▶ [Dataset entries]
━━━

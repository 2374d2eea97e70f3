//! Entities as the router sees them: an id, an anchor tile and a size.

use crate::geom::{Area, Tile};

/// Opaque identifier of a routable entity.
#[derive(Debug, Clone, Copy, PartialEq, Eq, Hash, Default)]
#[cfg_attr(feature = "serde", derive(serde::Serialize, serde::Deserialize))]
pub struct EntityId(pub u32);

impl From<u32> for EntityId {
    fn from(v: u32) -> Self {
        Self(v)
    }
}

/// Broad category of a mover, handed to collision queries so terrain can
/// treat players and NPCs differently.
#[derive(Debug, Clone, Copy, PartialEq, Eq, Hash, Default)]
#[cfg_attr(feature = "serde", derive(serde::Serialize, serde::Deserialize))]
pub enum MoverClass {
    #[default]
    Player,
    Npc,
}

/// An entity standing on the map.
#[derive(Debug, Clone, Copy, PartialEq, Eq, Hash)]
#[cfg_attr(feature = "serde", derive(serde::Serialize, serde::Deserialize))]
pub struct Occupant {
    pub id: EntityId,
    /// South-west anchor of the footprint.
    pub tile: Tile,
    /// Side length of the square footprint.
    pub size: i32,
}

impl Occupant {
    pub const fn new(id: EntityId, tile: Tile, size: i32) -> Self {
        Self { id, tile, size }
    }

    /// Tiles covered by this occupant.
    #[inline]
    pub const fn footprint(&self) -> Area {
        Area::square(self.tile, self.size)
    }
}
use tileroute_core::{Direction, MoverClass, RouteCoordinates, Tile};

use crate::error::RouteError;
use crate::traits::CollisionOracle;

/// Step greedily from `source` towards `destination`.
///
/// Each step tries the diagonal towards the destination first, then the
/// axial step along whichever axis has more ground left to cover (x on
/// ties). The walk stops at the destination or at the first tile where
/// neither step is allowed, so a short result is a valid partial route.
/// `source` is not part of the result.
pub fn find_follow_path<C: CollisionOracle + ?Sized>(
    collision: &C,
    source: Tile,
    destination: Tile,
    class: MoverClass,
    size: i32,
) -> Result<Vec<RouteCoordinates>, RouteError> {
    RouteError::check_size("size", size)?;
    RouteError::check_height(source.height, destination.height)?;

    let mut path = Vec::new();
    let mut cur = source;
    while cur != destination {
        let Some(dir) = next_step(collision, cur, destination, class, size) else {
            log::trace!("follow from {source} to {destination} halted at {cur}");
            break;
        };
        cur = cur.step(dir);
        path.push(cur.into());
    }
    Ok(path)
}

fn next_step<C: CollisionOracle + ?Sized>(
    collision: &C,
    cur: Tile,
    destination: Tile,
    class: MoverClass,
    size: i32,
) -> Option<Direction> {
    let (dx, dz) = cur.delta_to(destination);
    let (sx, sz) = (dx.signum(), dz.signum());

    if sx != 0 && sz != 0 {
        let diagonal = Direction::from_delta(sx, sz)?;
        if collision.can_traverse(cur, diagonal, class, size) {
            return Some(diagonal);
        }
    }

    let axial = if dx.abs() >= dz.abs() {
        Direction::from_delta(sx, 0)?
    } else {
        Direction::from_delta(0, sz)?
    };
    collision
        .can_traverse(cur, axial, class, size)
        .then_some(axial)
}

/// Expand a waypoint list into single steps by following each waypoint in
/// turn from `source`.
///
/// Expansion stops after the first hop that falls short of its waypoint;
/// the steps taken so far are returned.
pub fn expand_route<C: CollisionOracle + ?Sized>(
    collision: &C,
    source: Tile,
    waypoints: &[RouteCoordinates],
    class: MoverClass,
    size: i32,
) -> Result<Vec<RouteCoordinates>, RouteError> {
    RouteError::check_size("size", size)?;

    let mut steps = Vec::new();
    let mut cur = source;
    for &wp in waypoints {
        let target = Tile::from(wp);
        let hop = find_follow_path(collision, cur, target, class, size)?;
        let reached = hop.last().map_or(cur, |&c| Tile::from(c));
        steps.extend(hop);
        if reached != target {
            break;
        }
        cur = target;
    }
    Ok(steps)
}
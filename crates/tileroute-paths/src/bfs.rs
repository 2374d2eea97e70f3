use tileroute_core::{Direction, RouteCoordinates, Tile};

use crate::checkpoints::extract_checkpoints;
use crate::error::RouteError;
use crate::mover::Mover;
use crate::router::{NO_PARENT, Router};
use crate::target::TargetSet;
use crate::traits::CollisionOracle;

impl Router {
    /// Route `mover` from `source` to the melee approach of the
    /// `dest_width` × `dest_length` footprint anchored at `destination`.
    ///
    /// Returns at most [`max_checkpoints`](crate::RouteConfig::max_checkpoints)
    /// waypoints, the last of which lies in the target set. An empty route
    /// means the mover is out of range, already arrived, or stuck. When no
    /// exact route exists and `can_be_stuck` is `false`, the best reachable
    /// tile near the destination is routed to instead.
    ///
    /// Destinations more than
    /// [`max_route_distance`](crate::RouteConfig::max_route_distance) away on
    /// either axis are rejected without consulting any oracle.
    #[allow(clippy::too_many_arguments)]
    pub fn find_path<C: CollisionOracle + ?Sized>(
        &mut self,
        collision: &C,
        mover: &Mover<'_>,
        source: Tile,
        destination: Tile,
        dest_width: i32,
        dest_length: i32,
        can_be_stuck: bool,
    ) -> Result<Vec<RouteCoordinates>, RouteError> {
        mover.validate()?;
        RouteError::check_size("width", dest_width)?;
        RouteError::check_size("length", dest_length)?;
        RouteError::check_height(source.height, destination.height)?;

        let (dx, dz) = source.delta_to(destination);
        let limit = self.config.max_route_distance;
        if dx.abs() > limit || dz.abs() > limit {
            log::debug!("destination {destination} is out of routing range of {source}");
            return Ok(Vec::new());
        }

        let targets = TargetSet::around(destination, dest_width, dest_length);
        self.route(collision, mover, source, &targets, can_be_stuck)
    }

    /// Route `mover` from `source` to any tile of `targets`.
    ///
    /// Same search and failure policy as [`find_path`](Self::find_path), but
    /// against a caller-built target set and without the range cut-off.
    pub fn find_path_to<C: CollisionOracle + ?Sized>(
        &mut self,
        collision: &C,
        mover: &Mover<'_>,
        source: Tile,
        targets: &TargetSet,
        can_be_stuck: bool,
    ) -> Result<Vec<RouteCoordinates>, RouteError> {
        mover.validate()?;
        let Some(first) = targets.tiles().first() else {
            return Ok(Vec::new());
        };
        if !targets.tiles().iter().any(|t| t.height == source.height) {
            return Err(RouteError::HeightMismatch {
                source_height: source.height,
                destination_height: first.height,
            });
        }
        self.route(collision, mover, source, targets, can_be_stuck)
    }

    fn route<C: CollisionOracle + ?Sized>(
        &mut self,
        collision: &C,
        mover: &Mover<'_>,
        source: Tile,
        targets: &TargetSet,
        can_be_stuck: bool,
    ) -> Result<Vec<RouteCoordinates>, RouteError> {
        if let Some(path) = self.search(collision, mover, source, |t| targets.contains(t)) {
            return Ok(extract_checkpoints(&path, self.config.max_checkpoints));
        }
        if can_be_stuck {
            log::debug!("no route from {source}; mover stays stuck");
            return Ok(Vec::new());
        }
        Ok(self.fallback(collision, mover, source, targets))
    }

    /// Shortest route from `source` to the first tile satisfying `goal`,
    /// excluding `source` itself. `None` if the window holds no such tile.
    pub(crate) fn search<C, G>(
        &mut self,
        collision: &C,
        mover: &Mover<'_>,
        source: Tile,
        goal: G,
    ) -> Option<Vec<Tile>>
    where
        C: CollisionOracle + ?Sized,
        G: Fn(Tile) -> bool,
    {
        let found = self.explore(collision, mover, source, goal, i32::MAX)?;
        Some(self.reconstruct(found))
    }

    /// Breadth-first expansion from `source` in [`Direction::ROUTE_ORDER`].
    ///
    /// Stops at the first dequeued tile satisfying `goal` and returns its
    /// index. Tiles at distance `dist_limit` or more are never recorded.
    /// Every reached tile keeps its distance and parent until the next
    /// search begins.
    pub(crate) fn explore<C, G>(
        &mut self,
        collision: &C,
        mover: &Mover<'_>,
        source: Tile,
        goal: G,
        dist_limit: i32,
    ) -> Option<usize>
    where
        C: CollisionOracle + ?Sized,
        G: Fn(Tile) -> bool,
    {
        self.begin(source);
        let cur_gen = self.generation;
        let si = self.idx(source)?;
        {
            let n = &mut self.nodes[si];
            n.parent = NO_PARENT;
            n.dist = 0;
            n.generation = cur_gen;
        }
        self.queue.push_back(si);

        let class = mover.class();
        let mut occupants = std::mem::take(&mut self.occupants);
        let mut reached = 1usize;

        let found = loop {
            let Some(ci) = self.queue.pop_front() else {
                break None;
            };
            let ct = self.tile(ci);
            if goal(ct) {
                break Some(ci);
            }

            let nd = self.nodes[ci].dist + 1;
            if nd >= dist_limit {
                continue;
            }

            for dir in Direction::ROUTE_ORDER {
                let nt = ct.step(dir);
                let Some(ni) = self.idx(nt) else {
                    continue;
                };
                if self.nodes[ni].generation == cur_gen {
                    continue;
                }
                if !collision.can_traverse(ct, dir, class, mover.size) {
                    continue;
                }
                if mover.blocked_at(nt, &mut occupants) {
                    continue;
                }
                let n = &mut self.nodes[ni];
                n.parent = ci;
                n.dist = nd;
                n.generation = cur_gen;
                self.queue.push_back(ni);
                reached += 1;
            }
        };

        self.occupants = occupants;
        log::trace!("search from {source} reached {reached} tiles");
        found
    }

    /// Walk parent links from `idx` back to the source.
    fn reconstruct(&self, idx: usize) -> Vec<Tile> {
        let mut path = Vec::new();
        let mut ci = idx;
        while self.nodes[ci].parent != NO_PARENT {
            path.push(self.tile(ci));
            ci = self.nodes[ci].parent;
        }
        path.reverse();
        path
    }
}
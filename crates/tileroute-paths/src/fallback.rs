use tileroute_core::{Area, RouteCoordinates, Tile};

use crate::checkpoints::extract_checkpoints;
use crate::mover::Mover;
use crate::router::Router;
use crate::target::TargetSet;
use crate::traits::CollisionOracle;

impl Router {
    /// Best-effort route used when the target set cannot be reached.
    ///
    /// Every tile reachable within
    /// [`fallback_max_distance`](crate::RouteConfig::fallback_max_distance)
    /// steps and lying within
    /// [`fallback_radius`](crate::RouteConfig::fallback_radius) of the
    /// target set's south-west tile is a candidate. The candidate closest to
    /// the source wins, then the one closest to any target tile, then the
    /// first in west-major scan order. The chosen tile is routed to like any
    /// other destination.
    pub(crate) fn fallback<C: CollisionOracle + ?Sized>(
        &mut self,
        collision: &C,
        mover: &Mover<'_>,
        source: Tile,
        targets: &TargetSet,
    ) -> Vec<RouteCoordinates> {
        let Some(center) = targets.south_west() else {
            return Vec::new();
        };
        let limit = self.config.fallback_max_distance;
        self.explore(collision, mover, source, |_| false, limit);

        // (steps from source, squared distance to target, tile)
        let mut best: Option<(i32, i64, Tile)> = None;
        for candidate in Area::centered(center, self.config.fallback_radius) {
            let Some(steps) = self.distance_at(candidate) else {
                continue;
            };
            if steps >= limit {
                continue;
            }
            let Some(to_target) = targets.nearest_distance_squared(candidate) else {
                continue;
            };
            let better = match best {
                None => true,
                Some((s, d, _)) => (steps, to_target) < (s, d),
            };
            if better {
                best = Some((steps, to_target, candidate));
            }
        }

        let Some((steps, _, chosen)) = best else {
            log::debug!("no fallback tile near {center} is reachable from {source}");
            return Vec::new();
        };
        log::debug!("falling back to {chosen}, {steps} steps from {source}");
        if chosen == source {
            return Vec::new();
        }

        let path = self
            .search(collision, mover, source, |t| t == chosen)
            .unwrap_or_default();
        extract_checkpoints(&path, self.config.max_checkpoints)
    }
}
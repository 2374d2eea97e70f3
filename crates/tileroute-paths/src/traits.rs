use tileroute_core::{Direction, MoverClass, Occupant, Tile};

/// Static terrain collision, as provided by the world.
pub trait CollisionOracle {
    /// Whether a mover of `class` with footprint side `size`, anchored at
    /// `from`, may take one step towards `dir`.
    ///
    /// Anything the world cannot answer (unloaded regions, missing data)
    /// must come back as `false`.
    fn can_traverse(&self, from: Tile, dir: Direction, class: MoverClass, size: i32) -> bool;
}

/// Dynamic occupancy by other entities, consulted for NPC movers only.
pub trait OccupancyOracle {
    /// Append the occupants standing near `tile` (on `tile.height`) into
    /// `buf`. The caller clears `buf` before calling. Appending nothing is a
    /// normal answer.
    fn occupants_near(&self, tile: Tile, buf: &mut Vec<Occupant>);
}

impl<F> CollisionOracle for F
where
    F: Fn(Tile, Direction, MoverClass, i32) -> bool,
{
    #[inline]
    fn can_traverse(&self, from: Tile, dir: Direction, class: MoverClass, size: i32) -> bool {
        self(from, dir, class, size)
    }
}

/// A plain list of occupants, filtered by height only.
impl OccupancyOracle for [Occupant] {
    fn occupants_near(&self, tile: Tile, buf: &mut Vec<Occupant>) {
        buf.extend(self.iter().filter(|o| o.tile.height == tile.height));
    }
}

impl OccupancyOracle for Vec<Occupant> {
    fn occupants_near(&self, tile: Tile, buf: &mut Vec<Occupant>) {
        self.as_slice().occupants_near(tile, buf);
    }
}
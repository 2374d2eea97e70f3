//! **tileroute-core**: core types for tile-based movement routing.
//!
//! This crate provides the foundational types shared by the *tileroute*
//! crates: tile coordinates with height levels, the 8-way [`Direction`],
//! rectangular footprints ([`Area`]) and the entities that occupy them.

pub mod direction;
pub mod entity;
pub mod geom;

pub use direction::Direction;
pub use entity::{EntityId, MoverClass, Occupant};
pub use geom::{Area, AreaIter, RouteCoordinates, Tile};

━━━

▶ [EXERCISE PROMPT]
Would you show every line in the data above that contains the string "chosen"?

▶ [TASK OUTPUT]
    /// first in west-major scan order. The chosen tile is routed to like any
        let Some((steps, _, chosen)) = best else {
        log::debug!("falling back to {chosen}, {steps} steps from {source}");
        if chosen == source {
            .search(collision, mover, source, |t| t == chosen)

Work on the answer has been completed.